Really? Can't we be nicer? Objecting to sending those in mental health crisis directly to jail.
So my latest thing to rant about is hospitals that send patients to jail when they don't have beds. I don't mean people who've committed crimes, I mean people who are in crisis, who are presumed to be a danger to themselves or others. Here are some of my thoughts:
On Psychology Today's website, I wrote "A simple solution to the bed shortage? Unfortunately, Jail" The link to that is Here.
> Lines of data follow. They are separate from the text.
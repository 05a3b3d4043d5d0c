//! Repository configuration (`config.json`).

use crate::artifacts::commit::Author;
use crate::errors::Result;
use serde::{Deserialize, Serialize};
use std::path::Path;

pub const CONFIG_FILE: &str = "config.json";

/// Environment overrides for commit authorship.
const AUTHOR_NAME_VAR: &str = "STRATA_AUTHOR_NAME";
const AUTHOR_EMAIL_VAR: &str = "STRATA_AUTHOR_EMAIL";

#[derive(Debug, Clone, PartialEq, Eq, Serialize, Deserialize, Default)]
pub struct Config {
    #[serde(default)]
    pub user: UserConfig,
    #[serde(default)]
    pub core: CoreConfig,
}

#[derive(Debug, Clone, PartialEq, Eq, Serialize, Deserialize)]
pub struct UserConfig {
    pub name: String,
    pub email: String,
}

impl Default for UserConfig {
    fn default() -> Self {
        let user = std::env::var("USER").unwrap_or_else(|_| "Unknown".to_string());

        UserConfig {
            email: format!("{user}@localhost"),
            name: user,
        }
    }
}

#[derive(Debug, Clone, PartialEq, Eq, Serialize, Deserialize)]
pub struct CoreConfig {
    #[serde(rename = "repositoryformatversion")]
    pub repository_format_version: u32,
    pub filemode: bool,
    pub bare: bool,
}

impl Default for CoreConfig {
    fn default() -> Self {
        CoreConfig {
            repository_format_version: 0,
            filemode: true,
            bare: false,
        }
    }
}

impl Config {
    /// Load the configuration, falling back to defaults when the file is
    /// absent. A present-but-malformed file is an error, not a default.
    pub fn load(path: &Path) -> Result<Self> {
        if !path.exists() {
            return Ok(Config::default());
        }

        let content = std::fs::read_to_string(path)?;
        Ok(serde_json::from_str(&content)?)
    }

    pub fn save(&self, path: &Path) -> Result<()> {
        let mut content = serde_json::to_string_pretty(self)?;
        content.push('\n');
        std::fs::write(path, content)?;

        Ok(())
    }

    /// Commit authorship, with environment variables taking precedence over
    /// the configured user.
    pub fn author(&self) -> Author {
        Author {
            name: std::env::var(AUTHOR_NAME_VAR).unwrap_or_else(|_| self.user.name.clone()),
            email: std::env::var(AUTHOR_EMAIL_VAR).unwrap_or_else(|_| self.user.email.clone()),
        }
    }
}
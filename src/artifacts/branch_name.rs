//! Validated branch names.
//!
//! Branch refs are stored as flat files under `refs/heads`, so names may not
//! contain a path separator; whitespace is rejected because names appear
//! unquoted in HEAD and in command output.

use crate::errors::{RepositoryError, Result};

#[derive(Debug, Clone, PartialEq, Eq, Hash, PartialOrd, Ord)]
pub struct BranchName(String);

impl BranchName {
    pub fn try_parse(name: &str) -> Result<Self> {
        if name.is_empty() {
            return Err(RepositoryError::InvalidBranchName {
                name: name.to_string(),
                reason: "name is empty".to_string(),
            });
        }

        if name.contains('/') {
            return Err(RepositoryError::InvalidBranchName {
                name: name.to_string(),
                reason: "name contains '/'".to_string(),
            });
        }

        if name.chars().any(char::is_whitespace) {
            return Err(RepositoryError::InvalidBranchName {
                name: name.to_string(),
                reason: "name contains whitespace".to_string(),
            });
        }

        Ok(Self(name.to_string()))
    }

    pub fn as_str(&self) -> &str {
        &self.0
    }
}

impl AsRef<str> for BranchName {
    fn as_ref(&self) -> &str {
        &self.0
    }
}

impl std::fmt::Display for BranchName {
    fn fmt(&self, f: &mut std::fmt::Formatter<'_>) -> std::fmt::Result {
        write!(f, "{}", self.0)
    }
}
use crate::commands::open_repository;
use anyhow::Result;
use colored::Colorize;

pub fn run(limit: Option<usize>) -> Result<()> {
    let repository = open_repository()?;
    let report = repository.graph()?;

    if report.nodes.is_empty() {
        println!("No commits yet");
        return Ok(());
    }

    println!("{}\n", "=== COMMIT GRAPH ===".bold());

    let shown = limit.unwrap_or(report.nodes.len()).min(report.nodes.len());
    for (position, node) in report.nodes.iter().take(shown).enumerate() {
        let mut labels = Vec::new();

        if Some(&node.commit.id) == report.head.as_ref() {
            match &report.branch {
                Some(branch) => labels.push(format!("HEAD -> {branch}").cyan().to_string()),
                None => labels.push("HEAD".yellow().to_string()),
            }
        }
        for branch in &node.branches {
            if report.branch.as_ref() != Some(branch)
                || Some(&node.commit.id) != report.head.as_ref()
            {
                labels.push(branch.to_string().green().to_string());
            }
        }

        let label_suffix = if labels.is_empty() {
            String::new()
        } else {
            format!(" ({})", labels.join(", "))
        };

        println!(
            "{}{}",
            format!("* {}", node.commit.id).yellow(),
            label_suffix
        );
        println!("  {}", node.commit.short_message());
        println!(
            "  {}",
            format!("{} | {}", node.commit.author.name, node.commit.timestamp).dimmed()
        );
        if position < shown - 1 {
            println!("  |");
        }
    }

    println!("\n{}", "Statistics:".bold());
    println!("  Total commits: {}", report.total_commits());
    println!("  Branches: {}", report.branch_count);
    if !report.orphaned.is_empty() {
        println!(
            "  {}",
            format!("Orphaned commits: {}", report.orphaned.len()).yellow()
        );
    }

    Ok(())
}
//! History and commit-graph payloads.

use crate::artifacts::branch_name::BranchName;
use crate::artifacts::commit::{Commit, CommitId};
use std::collections::{BTreeMap, BTreeSet, HashSet};

/// Linear history from HEAD towards the root.
#[derive(Debug, Clone, Default)]
pub struct HistoryReport {
    pub head: Option<CommitId>,
    pub branch: Option<BranchName>,
    pub commits: Vec<Commit>,
}

#[derive(Debug, Clone)]
pub struct GraphNode {
    pub commit: Commit,
    pub children: Vec<CommitId>,
    /// Branches whose tip is this commit.
    pub branches: Vec<BranchName>,
}

/// Whole-graph view over every stored commit.
#[derive(Debug, Clone, Default)]
pub struct GraphReport {
    pub head: Option<CommitId>,
    pub branch: Option<BranchName>,
    /// Newest first (timestamp, then id, for a stable order).
    pub nodes: Vec<GraphNode>,
    pub branch_count: usize,
    /// Commits not reachable from any branch tip.
    pub orphaned: BTreeSet<CommitId>,
}

impl GraphReport {
    pub fn assemble(
        commits: Vec<Commit>,
        tips: Vec<(BranchName, CommitId)>,
        head: Option<CommitId>,
        branch: Option<BranchName>,
    ) -> Self {
        let by_id: BTreeMap<CommitId, &Commit> =
            commits.iter().map(|c| (c.id.clone(), c)).collect();

        let mut children: BTreeMap<CommitId, Vec<CommitId>> = BTreeMap::new();
        for commit in &commits {
            if let Some(parent) = &commit.parent {
                children.entry(parent.clone()).or_default().push(commit.id.clone());
            }
        }

        let mut branches_at: BTreeMap<CommitId, Vec<BranchName>> = BTreeMap::new();
        for (name, id) in &tips {
            branches_at.entry(id.clone()).or_default().push(name.clone());
        }

        // Everything reachable from a branch tip, walking parents with a
        // visited guard so a corrupt cycle cannot loop.
        let mut reachable: HashSet<CommitId> = HashSet::new();
        for (_, tip) in &tips {
            let mut cursor = Some(tip.clone());
            while let Some(id) = cursor {
                if !reachable.insert(id.clone()) {
                    break;
                }
                cursor = by_id.get(&id).and_then(|c| c.parent.clone());
            }
        }

        let orphaned: BTreeSet<CommitId> = commits
            .iter()
            .filter(|c| !reachable.contains(&c.id))
            .map(|c| c.id.clone())
            .collect();

        let branch_count = tips.len();
        let mut nodes: Vec<GraphNode> = commits
            .into_iter()
            .map(|commit| GraphNode {
                children: children.remove(&commit.id).unwrap_or_default(),
                branches: branches_at.remove(&commit.id).unwrap_or_default(),
                commit,
            })
            .collect();
        nodes.sort_by(|a, b| {
            (&b.commit.timestamp, &b.commit.id).cmp(&(&a.commit.timestamp, &a.commit.id))
        });

        GraphReport {
            head,
            branch,
            nodes,
            branch_count,
            orphaned,
        }
    }

    pub fn total_commits(&self) -> usize {
        self.nodes.len()
    }
}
Over on Clinical Psychiatry News, I did a little more research on the topic and spoke with the reporter, one of the doctors, and the Rapid City Sheriff. See "Mentally Ill? Go Directly to Jail"
The link to that is HERE.
But I've learned that it's not just in Rapid City, South Dakota where it's an issue -- oh, and the sheriff there is apparently refusing to take these patients -- but other states have these issues as well. My friend, Pete Earley the mental health advocate has been kind enough to share my outrage HERE.
On Facebook, I've noted:
When we submitted our book proposal for Committed, our editor told us we had to take a stance and the message had to be something more than be kind to patients. Lately, I'm thinking that "Be kind to patients" is not such an obvious thing in our crazy world. Last week, I wrote an article about a hospital in Rapid City SD that announced their overflow psychiatry patients would be held in jail (--I researched the article after I first saw it on this FB page, so thank you to the poster). Today I read that in 6 states people in mental health crises can be (and are) held in jail when there are no hospital beds available. These are not people who have committed a crime. Why, as a society, don't we think this is unconscionable? Could you imagine going to the hospital for pneumonia, being told there were no beds so you were going to jail? Why is jail ever an alternative to health care? What is wrong with us?